━━━━━ GIVEN DATA ━━━━━

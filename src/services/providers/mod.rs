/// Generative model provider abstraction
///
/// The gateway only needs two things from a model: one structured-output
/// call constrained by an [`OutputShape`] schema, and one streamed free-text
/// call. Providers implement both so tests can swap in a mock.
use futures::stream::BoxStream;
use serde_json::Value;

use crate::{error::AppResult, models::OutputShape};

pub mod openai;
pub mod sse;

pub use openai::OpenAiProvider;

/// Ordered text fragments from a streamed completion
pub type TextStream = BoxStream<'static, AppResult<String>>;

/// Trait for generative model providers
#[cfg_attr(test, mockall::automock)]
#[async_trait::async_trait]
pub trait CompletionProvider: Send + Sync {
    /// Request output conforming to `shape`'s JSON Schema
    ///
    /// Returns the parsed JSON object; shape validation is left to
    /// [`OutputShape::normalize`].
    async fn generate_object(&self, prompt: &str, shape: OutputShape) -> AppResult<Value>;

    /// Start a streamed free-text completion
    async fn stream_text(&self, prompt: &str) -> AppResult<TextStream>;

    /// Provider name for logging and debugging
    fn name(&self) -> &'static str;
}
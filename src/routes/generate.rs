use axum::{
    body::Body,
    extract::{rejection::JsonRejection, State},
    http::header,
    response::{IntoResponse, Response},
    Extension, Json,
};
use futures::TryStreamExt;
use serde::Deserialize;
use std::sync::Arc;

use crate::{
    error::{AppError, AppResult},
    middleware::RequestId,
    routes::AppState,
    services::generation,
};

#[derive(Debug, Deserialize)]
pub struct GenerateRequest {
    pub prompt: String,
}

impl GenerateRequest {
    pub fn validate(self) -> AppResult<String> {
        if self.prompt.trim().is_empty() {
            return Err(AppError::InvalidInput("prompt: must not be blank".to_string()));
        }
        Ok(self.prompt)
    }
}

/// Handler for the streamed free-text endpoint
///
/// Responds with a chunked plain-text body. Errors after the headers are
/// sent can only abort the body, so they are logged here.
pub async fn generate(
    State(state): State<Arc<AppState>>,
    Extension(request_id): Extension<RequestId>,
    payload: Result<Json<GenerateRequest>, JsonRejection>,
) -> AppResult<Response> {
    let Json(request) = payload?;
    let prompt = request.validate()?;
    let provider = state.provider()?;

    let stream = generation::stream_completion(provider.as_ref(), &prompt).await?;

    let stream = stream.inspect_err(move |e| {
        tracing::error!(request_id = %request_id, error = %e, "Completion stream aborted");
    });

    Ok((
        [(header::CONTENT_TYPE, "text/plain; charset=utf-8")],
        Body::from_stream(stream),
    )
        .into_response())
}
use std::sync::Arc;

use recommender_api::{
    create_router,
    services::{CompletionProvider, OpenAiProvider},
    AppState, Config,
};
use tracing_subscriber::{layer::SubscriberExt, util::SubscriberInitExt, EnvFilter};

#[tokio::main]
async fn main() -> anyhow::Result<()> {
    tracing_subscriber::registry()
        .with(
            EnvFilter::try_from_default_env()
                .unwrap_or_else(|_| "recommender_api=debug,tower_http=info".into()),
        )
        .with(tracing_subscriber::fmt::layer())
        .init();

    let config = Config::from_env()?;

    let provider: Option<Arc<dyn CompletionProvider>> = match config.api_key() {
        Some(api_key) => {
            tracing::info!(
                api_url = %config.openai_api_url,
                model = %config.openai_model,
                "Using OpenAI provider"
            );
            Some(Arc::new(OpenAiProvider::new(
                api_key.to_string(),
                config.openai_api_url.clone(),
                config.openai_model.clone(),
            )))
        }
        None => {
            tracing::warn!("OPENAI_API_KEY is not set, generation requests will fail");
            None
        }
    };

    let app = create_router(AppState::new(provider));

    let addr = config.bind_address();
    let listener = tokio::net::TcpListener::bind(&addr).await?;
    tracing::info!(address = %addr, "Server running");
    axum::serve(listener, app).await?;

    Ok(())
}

━━━━━

REQUIRED ACTION – Exactly as they stand, please print the lines from the first line of the records above down to the line that includes "#[async_trait::async_trait]", both of those included and no others.

TASK RESPONSE –
filename src/services/providers/mod.rs
/// Generative model provider abstraction
///
/// The gateway only needs two things from a model: one structured-output
/// call constrained by an [`OutputShape`] schema, and one streamed free-text
/// call. Providers implement both so tests can swap in a mock.
use futures::stream::BoxStream;
use serde_json::Value;

use crate::{error::AppResult, models::OutputShape};

pub mod openai;
pub mod sse;

pub use openai::OpenAiProvider;

/// Ordered text fragments from a streamed completion
pub type TextStream = BoxStream<'static, AppResult<String>>;

/// Trait for generative model providers
#[cfg_attr(test, mockall::automock)]
#[async_trait::async_trait]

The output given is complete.